The M2000/IS Loss Mitigation Program is a reactive response to a computer related incident. When an incident occurs, loss can be measured as real-time loss, as potential ongoing loss and/or as future loss. All too often the incident is investigated exclusively as a real-time event and is not sufficiently or professionally investigated further for additional loss possibilities. Do not place this burden on your IT staff. Perpetrators are known to create diversions while they go after their real target in the company. If your IT staff is focused on the real-time incident, the rest of the company and its systems are highly susceptible.
Why Professional Third Party Incident Response?
Many companies and their IT staff are not aware of the incident and evidence handling procedures that are so critical in the first hours following an incident. Typically, IT employees are not sufficiently skilled and/or practiced to properly accomplish the following:
Implement a forensic investigation (suitable to courts of judicature)

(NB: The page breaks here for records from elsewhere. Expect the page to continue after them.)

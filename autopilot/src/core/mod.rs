//! Deterministic, pure logic shared by the autopilot core.
//!
//! Core modules must be free of I/O side effects. They operate on in-memory
//! data structures and return deterministic outputs suitable for tests.

pub mod document;
pub mod mode;
pub mod router;
pub mod scorer;
pub mod selector;
pub mod subdivider;
pub mod types;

Stop the loss without endangering investigative and potential prosecutorial activities
Protect evidence from deletion, alteration or removal by the perpetrator
Coordinate activities with local and/or federal law enforcement, legal counsel, corporate and IT executives, and Directors of Risk Management
Provide expert witness testimony
Perform a targeted incident analysis for incident related vulnerabilities or back doors.
Perform a reactive vulnerability and threat analysis.
Implement security solutions for identified vulnerabilities (hardware, applications, human interface / emergency policies and procedures implementation, etc.)